Moreover, the survival stories of young people suffering from various kinds of problems are a popular subject in research (e.g. Ojanen Citation2009; Lämsä Citation2009; Reinikainen Citation2009; Kuorelahti et al. Citation1999). For example, CitationJuha Mikkonen's (2012) study To Be Socially Excluded or to Survive analysed young people's experiences living with a small income. The researcher argued for the importance of seeing young people as active agents who react to economic, political and social changes. Nevertheless, the young people's experiences were discussed in therapeutic terms. A small income was seen as leading to a stressful life, diminished well-being, anxiety, feelings of guiltiness and social isolation – surviving with a small income being equated with psychological survival.

Based on my analysis of government reports etc., it seems that young people are left with two choices: either survival or social exclusion. In my earlier research, I argued how in educational programmes young people have been the targets of various activities aiming to encourage them to speak out (Brunila Citation2011, 2012a/b). Typical of such programmes in Finland was taking part in individually based analyses of emotional needs, sometimes in the form of instruments to assess category disorders such as ADHD, but also broader diagnoses of anger management and behaviour problems followed by individual and group activities to help participants explore, understand and manage their emotions. I presented how the young people I interviewed described the therapeutic activities they had participated in. They also explained how the project workers gave them direction, including what one should be thinking and saying, and then instant feedback. The discourse of survival was so taken-for-granted that as a researcher I was not even able to recognise it at first until I read McLaughlin's book. When revisiting my research data, I noticed how young people also well occasionally spoke in terms of survival. Pekka and Lauri, for example, described how the project they were taking part was helping them:

I have had emotional problems and all kinds of problems, but this project has taught me how to survive.

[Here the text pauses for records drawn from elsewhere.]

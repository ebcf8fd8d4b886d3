// Copyright 2026 the Parallax Authors
// SPDX-License-Identifier: Apache-2.0 OR MIT

//! One parallax container bound to the DOM.

use alloc::vec::Vec;
use core::fmt;

use parallax_core::backend::Presenter as _;
use parallax_core::config::{ContainerConfig, DistanceParseError, LayerConfig};
use parallax_core::layer::{FrameChanges, LayerId, ParallaxStore};
use wasm_bindgen::JsCast as _;
use web_sys::{HtmlElement, Window};

use crate::measure::DomGeometry;
use crate::presenter::{CONTAINER_CLASS, DomPresenter};

/// Errors from binding a container or its layers to the DOM.
#[derive(Clone, Debug, PartialEq, Eq)]
pub enum AttachError {
    /// No global `window` (not running in a browser main thread).
    NoWindow,
    /// No `document` on the window.
    NoDocument,
    /// The container already carries the container class.
    AlreadyAttached,
    /// The layer selector was rejected by `querySelectorAll`.
    InvalidSelector,
    /// A DOM call failed.
    Dom(&'static str),
    /// A layer distance option was malformed.
    Distance(DistanceParseError),
}

impl fmt::Display for AttachError {
    fn fmt(&self, f: &mut fmt::Formatter<'_>) -> fmt::Result {
        match self {
            Self::NoWindow => f.write_str("no global window"),
            Self::NoDocument => f.write_str("window has no document"),
            Self::AlreadyAttached => f.write_str("container is already attached"),
            Self::InvalidSelector => f.write_str("invalid layer selector"),
            Self::Dom(call) => write!(f, "DOM call failed: {call}"),
            Self::Distance(err) => write!(f, "invalid layer distance: {err}"),
        }
    }
}

impl core::error::Error for AttachError {
    fn source(&self) -> Option<&(dyn core::error::Error + 'static)> {
        match self {
            Self::Distance(err) => Some(err),
            _ => None,
        }
    }
}

impl From<DistanceParseError> for AttachError {
    fn from(err: DistanceParseError) -> Self {
        Self::Distance(err)
    }
}

/// A container element, its layers, and the store that drives them.
///
/// Create with [`attach`](Self::attach), register layers, then call
/// [`update`](Self::update) from scroll, resize, and ready notifications
/// (see [`ScrollDriver`](crate::ScrollDriver)).
///
/// Dropping the instance untags the container and every layer, so the same
/// container can be attached again.
#[derive(Debug)]
pub struct DomParallax {
    window: Window,
    store: ParallaxStore,
    presenter: DomPresenter,
    changes: FrameChanges,
}

impl DomParallax {
    /// Tags `container` and prepares it for layer registration.
    ///
    /// # Errors
    ///
    /// Returns [`AttachError::AlreadyAttached`] if the container already
    /// carries the container class, or [`AttachError::NoWindow`] outside a
    /// browser window.
    pub fn attach(container: HtmlElement, config: ContainerConfig) -> Result<Self, AttachError> {
        let window = web_sys::window().ok_or(AttachError::NoWindow)?;
        let classes = container.class_list();
        if classes.contains(CONTAINER_CLASS) {
            return Err(AttachError::AlreadyAttached);
        }
        classes
            .add_1(CONTAINER_CLASS)
            .map_err(|_| AttachError::Dom("classList.add"))?;

        Ok(Self {
            window,
            store: ParallaxStore::new(config),
            presenter: DomPresenter::new(container),
            changes: FrameChanges::default(),
        })
    }

    /// Registers a single layer element.
    pub fn add_layer(&mut self, el: HtmlElement, config: LayerConfig) -> LayerId {
        let id = self.store.create_layer(config);
        self.presenter.insert_element(id.index(), el);
        id
    }

    /// Registers every element under the container matching `selector`.
    ///
    /// Non-HTML matches (e.g. SVG nodes) are skipped.
    ///
    /// # Errors
    ///
    /// Returns [`AttachError::InvalidSelector`] if the selector is rejected.
    pub fn add_layers(
        &mut self,
        selector: &str,
        config: LayerConfig,
    ) -> Result<Vec<LayerId>, AttachError> {
        let nodes = self
            .presenter
            .container()
            .query_selector_all(selector)
            .map_err(|_| AttachError::InvalidSelector)?;
        let mut ids = Vec::new();
        for i in 0..nodes.length() {
            let Some(node) = nodes.get(i) else {
                continue;
            };
            if let Ok(el) = node.dyn_into::<HtmlElement>() {
                ids.push(self.add_layer(el, config));
            }
        }
        Ok(ids)
    }

    /// Like [`add_layers`](Self::add_layers), parsing string options first.
    ///
    /// # Errors
    ///
    /// Returns [`AttachError::Distance`] if `distance` is malformed; nothing
    /// is registered in that case.
    pub fn add_layers_with(
        &mut self,
        selector: &str,
        distance: Option<&str>,
        direction: Option<&str>,
    ) -> Result<Vec<LayerId>, AttachError> {
        let config = LayerConfig::parse(distance, direction)?;
        self.add_layers(selector, config)
    }

    /// Unregisters a layer and clears its class and transform.
    ///
    /// # Panics
    ///
    /// Panics if `id` is stale.
    pub fn remove_layer(&mut self, id: LayerId) -> Option<HtmlElement> {
        self.store.destroy_layer(id);
        self.presenter.release_element(id.index())
    }

    /// Measures the DOM, evaluates the store, and writes changed transforms.
    pub fn update(&mut self) {
        let geometry = DomGeometry::new(&self.window, &self.presenter);
        self.store.measure(&geometry);
        self.store.evaluate_into(&mut self.changes);
        self.presenter.apply(&self.store, &self.changes);
    }

    /// Unregisters every layer, removes the container class, and returns the
    /// container.
    pub fn detach(self) -> HtmlElement {
        // Cleanup happens in `Drop`.
        self.presenter.container().clone()
    }

    fn release_all(&mut self) {
        let ids: Vec<LayerId> = self.store.layers().collect();
        for id in ids {
            let _ = self.remove_layer(id);
        }
        let _ = self
            .presenter
            .container()
            .class_list()
            .remove_1(CONTAINER_CLASS);
    }

    /// Returns the underlying store.
    #[must_use]
    pub fn store(&self) -> &ParallaxStore {
        &self.store
    }

    /// Returns the presenter.
    #[must_use]
    pub fn presenter(&self) -> &DomPresenter {
        &self.presenter
    }

    /// Returns the window this instance measures against.
    #[must_use]
    pub fn window(&self) -> &Window {
        &self.window
    }
}

impl Drop for DomParallax {
    fn drop(&mut self) {
        self.release_all();
    }
}

#[cfg(test)]
mod tests {
    use alloc::string::ToString as _;

    use super::*;

    #[test]
    fn distance_errors_convert() {
        let err = AttachError::from(DistanceParseError::Empty);
        assert_eq!(err, AttachError::Distance(DistanceParseError::Empty));
        assert_eq!(
            err.to_string(),
            "invalid layer distance: distance is empty"
        );
    }

    #[test]
    fn attach_error_messages() {
        assert_eq!(
            AttachError::AlreadyAttached.to_string(),
            "container is already attached"
        );
        assert_eq!(
            AttachError::Dom("classList.add").to_string(),
            "DOM call failed: classList.add"
        );
    }
}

Some time ago I did not know if I would survive but I have learned to get rid of old surviving models and use new ones, better ones.

These extracts from Pekka's and Lauri's interviews also describe how young people's existence is shaped by therapisation and how, as a consequence, they begin to position themselves as survivors. In this way, the therapeutic discourse seems to be seductive. It guides young people to understand what is desirable for them, and what is possible, and how to get heard. Some of the youth workers I interviewed also spoke in terms of survival. They described the activities of the programmes and how these supported the survival of the young people they worked with.

In the therapeutic and survival discourse, young people comply with such demands in order to be recognised as ‘properly’ flexible, active, self-disciplined and responsible. While the act of speaking might offer the possibility to change the power dynamics, it is not always to the benefit of the young person. Young people relate their stories and their views, and it is the project worker, interviewer or other people who interpret what the young person has said and present its ‘true meaning’. In this process, far from being an active subject, the young person is reduced to an object of expert analysis. In order to be heard, the young person must play the role of a victim. The identity assumed is one of victimhood or trauma; it is the therapeutic identity required for the achievement of recognition (McLaughlin Citation2012, 71). The biggest problem here seems to be that this discourse uses the subjective response in therapeutic terms as a way to understand the conditions in which young people live outside of education and working life. This risks depoliticising the problems young people face in society such as unemployment, a lack of education and poverty.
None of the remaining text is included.